[Records shown — start]
// File: src/tasks/types.rs
//! Editor-facing shapes: positions, diagnostics, edits and task transitions.
//!
//! These mirror what a language-server host expects on the wire, so they all
//! serialize with serde and use zero-based lines and columns.
use serde::{Deserialize, Serialize};
use strum::{EnumIter, IntoEnumIterator};

#[derive(Debug, Clone, Copy, PartialEq, Eq, Serialize, Deserialize)]
pub struct Position {
    pub line: u32,
    pub character: u32,
}

#[derive(Debug, Clone, Copy, PartialEq, Eq, Serialize, Deserialize)]
pub struct Range {
    pub start: Position,
    pub end: Position,
}

impl Range {
    pub fn new(start_line: u32, start_char: u32, end_line: u32, end_char: u32) -> Self {
        Self {
            start: Position {
                line: start_line,
                character: start_char,
            },
            end: Position {
                line: end_line,
                character: end_char,
            },
        }
    }

    /// The whole of `text` on `line`. Columns count UTF-16 units, like editors do.
    pub fn full_line(line: u32, text: &str) -> Self {
        Self::new(line, 0, line, text.encode_utf16().count() as u32)
    }
}

#[derive(Debug, Clone, Copy, PartialEq, Eq, Serialize, Deserialize)]
pub enum Severity {
    Error,
    Warning,
    Information,
    Hint,
}

#[derive(Debug, Clone, Copy, PartialEq, Eq, Serialize, Deserialize)]
pub enum TaskState {
    Open,
    Completed,
}

/// A checkbox found by the scanner. `columns` is empty (`start == end`) for
/// the `[]` form, which has no character between the brackets.
#[derive(Debug, Clone, Copy, PartialEq, Eq, Serialize, Deserialize)]
pub struct TaskMarker {
    pub line: u32,
    pub columns: (u32, u32),
    pub state: TaskState,
}

#[derive(Debug, Clone, Copy, PartialEq, Eq, Hash, Serialize, Deserialize, EnumIter)]
pub enum Transition {
    Complete,
    Shift,
    Reopen,
}

impl Transition {
    /// Display text; also the message of the matching diagnostic.
    pub fn label(&self) -> &'static str {
        match self {
            Transition::Complete => "Complete task",
            Transition::Shift => "Shift task to today",
            Transition::Reopen => "Reopen this task",
        }
    }

    pub fn command_id(&self) -> &'static str {
        match self {
            Transition::Complete => "journal.completeTask",
            Transition::Shift => "journal.shiftTask",
            Transition::Reopen => "journal.uncompleteTask",
        }
    }

    /// Character written between the checkbox brackets.
    pub fn replacement(&self) -> char {
        match self {
            Transition::Complete => 'x',
            Transition::Shift => '>',
            Transition::Reopen => ' ',
        }
    }

    /// State a line must be in for this transition to be offered.
    pub fn source_state(&self) -> TaskState {
        match self {
            Transition::Complete | Transition::Shift => TaskState::Open,
            Transition::Reopen => TaskState::Completed,
        }
    }

    pub fn from_label(label: &str) -> Option<Self> {
        Self::iter().find(|t| t.label() == label)
    }

    pub fn from_command_id(id: &str) -> Option<Self> {
        Self::iter().find(|t| t.command_id() == id)
    }

    pub fn available_for(state: TaskState) -> impl Iterator<Item = Transition> {
        Self::iter().filter(move |t| t.source_state() == state)
    }
}

/// One suggested transition for a task line.
///
/// `transition` is the dispatch key; `message` is only for display, though it
/// still equals `transition.label()` for hosts that drop unknown fields and
/// echo back only the text.
#[derive(Debug, Clone, PartialEq, Eq, Serialize, Deserialize)]
pub struct Diagnostic {
    pub range: Range,
    pub message: String,
    pub severity: Severity,
    #[serde(default, skip_serializing_if = "Option::is_none")]
    pub transition: Option<Transition>,
}

impl Diagnostic {
    pub fn hint(range: Range, transition: Transition) -> Self {
        Self {
            range,
            message: transition.label().to_string(),
            severity: Severity::Hint,
            transition: Some(transition),
        }
    }

    /// The tag if present, otherwise whatever the message text names.
    pub fn resolved_transition(&self) -> Option<Transition> {
        self.transition.or_else(|| Transition::from_label(&self.message))
    }
}

#[derive(Debug, Clone, PartialEq, Eq, Serialize, Deserialize)]
pub struct TextEdit {
    pub range: Range,
    pub new_text: String,
}

/// A text edit together with the transition it performs, so the apply step
/// can check the line is still in the right state.
#[derive(Debug, Clone, PartialEq, Eq, Serialize, Deserialize)]
pub struct TaskEdit {
    pub transition: Transition,
    pub edit: TextEdit,
}

#[cfg(test)]
mod tests {
    use super::*;

    #[test]
    fn test_labels_round_trip_through_lookup() {
        for t in Transition::iter() {
            assert_eq!(Transition::from_label(t.label()), Some(t));
            assert_eq!(Transition::from_command_id(t.command_id()), Some(t));
        }
        assert_eq!(Transition::from_label("complete task"), None);
    }

    #[test]
    fn test_available_transitions_per_state() {
        let open: Vec<_> = Transition::available_for(TaskState::Open).collect();
        assert_eq!(open, vec![Transition::Complete, Transition::Shift]);
        let done: Vec<_> = Transition::available_for(TaskState::Completed).collect();
        assert_eq!(done, vec![Transition::Reopen]);
    }

    #[test]
    fn test_full_line_counts_utf16_units() {
        assert_eq!(Range::full_line(2, "* [ ] café"), Range::new(2, 0, 2, 10));
        assert_eq!(Range::full_line(0, "* [ ] 🥛"), Range::new(0, 0, 0, 8));
    }
}
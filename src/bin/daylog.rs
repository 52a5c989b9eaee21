use anyhow::{Context, Result};
use daylog::cli::{self, CliCommand};
use daylog::config::Config;
use daylog::context::{AppContext, StandardContext};
use daylog::error::JournalError;
use daylog::journal::Journal;
use daylog::storage::{Document, DocumentStore, LocalStorage};
use simplelog::{ColorChoice, CombinedLogger, LevelFilter, SharedLogger, TermLogger, TerminalMode, WriteLogger};
use std::env;
use std::fs;
use std::io::{self, BufRead, Write};
use std::path::Path;
use std::process::ExitCode;

fn main() -> ExitCode {
    let args: Vec<String> = env::args().skip(1).collect();

    let parsed = match cli::parse_args(&args) {
        Ok(parsed) => parsed,
        Err(e) => {
            eprintln!("{}", e.user_message());
            eprintln!("Run 'daylog --help' for usage.");
            return ExitCode::FAILURE;
        }
    };
    if parsed.command == CliCommand::Help {
        cli::print_help("daylog");
        return ExitCode::SUCCESS;
    }

    let ctx = StandardContext::new(parsed.root.clone());
    let config = Config::load_or_default(&ctx);
    let dev = config.as_ref().is_ok_and(|c| c.dev);
    init_logging(&ctx, parsed.verbose || dev);

    match config.and_then(|config| run(&ctx, config, parsed.command)) {
        Ok(()) => ExitCode::SUCCESS,
        Err(err) => report(&err),
    }
}

fn init_logging(ctx: &dyn AppContext, verbose: bool) {
    let term_level = if verbose { LevelFilter::Debug } else { LevelFilter::Warn };
    let mut loggers: Vec<Box<dyn SharedLogger>> = vec![TermLogger::new(
        term_level,
        simplelog::Config::default(),
        TerminalMode::Stderr,
        ColorChoice::Auto,
    )];
    if let Some(path) = ctx.get_log_file_path()
        && let Ok(file) = fs::OpenOptions::new().create(true).append(true).open(&path)
    {
        loggers.push(WriteLogger::new(LevelFilter::Info, simplelog::Config::default(), file));
    }
    // Only fails if a logger is already set.
    let _ = CombinedLogger::init(loggers);
}

fn report(err: &anyhow::Error) -> ExitCode {
    match JournalError::find_in(err) {
        Some(e) if e.is_cancel() => {
            log::debug!("Cancelled by user");
            ExitCode::SUCCESS
        }
        Some(e) => {
            log::debug!("{:#}", err);
            eprintln!("{}", e.user_message());
            ExitCode::FAILURE
        }
        None => {
            eprintln!("Error: {:#}", err);
            ExitCode::FAILURE
        }
    }
}

fn run(ctx: &dyn AppContext, config: Config, command: CliCommand) -> Result<()> {
    let journal = Journal::new(config, LocalStorage::for_context(ctx)?);
    let store = journal.store();

    match command {
        CliCommand::Help => cli::print_help("daylog"),
        CliCommand::Day(offset) => store.show(&journal.page_for_day(offset)?)?,
        CliCommand::Open(raw) => store.show(&journal.load_page_for_input(&raw)?)?,
        CliCommand::Prompt => {
            let raw = prompt("Enter day or memo (with flags): ")?;
            store.show(&journal.load_page_for_input(&raw)?)?;
        }
        CliCommand::Note(name) => store.show(&journal.create_note(&name)?)?,
        CliCommand::Week(offset) => store.show(&journal.page_for_week(offset)?)?,
        CliCommand::Scan { file, json } => {
            let doc = read_document(&file)?;
            if json {
                println!("{}", serde_json::to_string_pretty(&journal.code_actions(&doc))?);
            } else {
                for diag in journal.scan_document(&doc) {
                    println!("{}:{}: {}", file.display(), diag.range.start.line + 1, diag.message);
                }
            }
        }
        CliCommand::Transition { transition, file, line } => {
            let doc = read_document(&file)?;
            if journal.apply_transition(&doc, line, transition)? {
                println!("{}: {}", transition.label(), line + 1);
            } else {
                println!("Nothing to change on line {}", line + 1);
            }
        }
        CliCommand::Config { init } => show_config(ctx, journal.config(), init)?,
        CliCommand::Dir => println!("{}", journal.base_path().display()),
    }
    Ok(())
}

fn show_config(ctx: &dyn AppContext, config: &Config, init: bool) -> Result<()> {
    let path = Config::get_path_string(ctx)?;
    if init {
        if Path::new(&path).exists() {
            println!("Config already exists at {}", path);
        } else {
            Config::default().save(ctx)?;
            println!("Wrote default config to {}", path);
        }
        return Ok(());
    }
    println!("# {}", path);
    print!("{}", toml::to_string_pretty(config)?);
    Ok(())
}

fn read_document(path: &Path) -> Result<Document> {
    let text = fs::read_to_string(path).with_context(|| format!("Failed to read '{}'", path.display()))?;
    Ok(Document {
        path: path.to_path_buf(),
        text,
    })
}

/// Read one line from stdin. End of input counts as the user backing out.
fn prompt(message: &str) -> Result<String> {
    print!("{}", message);
    io::stdout().flush()?;
    let mut line = String::new();
    let read = io::stdin().lock().read_line(&mut line)?;
    if read == 0 {
        return Err(JournalError::Cancelled.into());
    }
    Ok(line.trim().to_string())
}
[Records shown — finish]
_Directions for this task_
From the listing, reproduce every line where the word "LevelFilter" is present.

_Solution for this exercise_
use simplelog::{ColorChoice, CombinedLogger, LevelFilter, SharedLogger, TermLogger, TerminalMode, WriteLogger};
    let term_level = if verbose { LevelFilter::Debug } else { LevelFilter::Warn };
        loggers.push(WriteLogger::new(LevelFilter::Info, simplelog::Config::default(), file));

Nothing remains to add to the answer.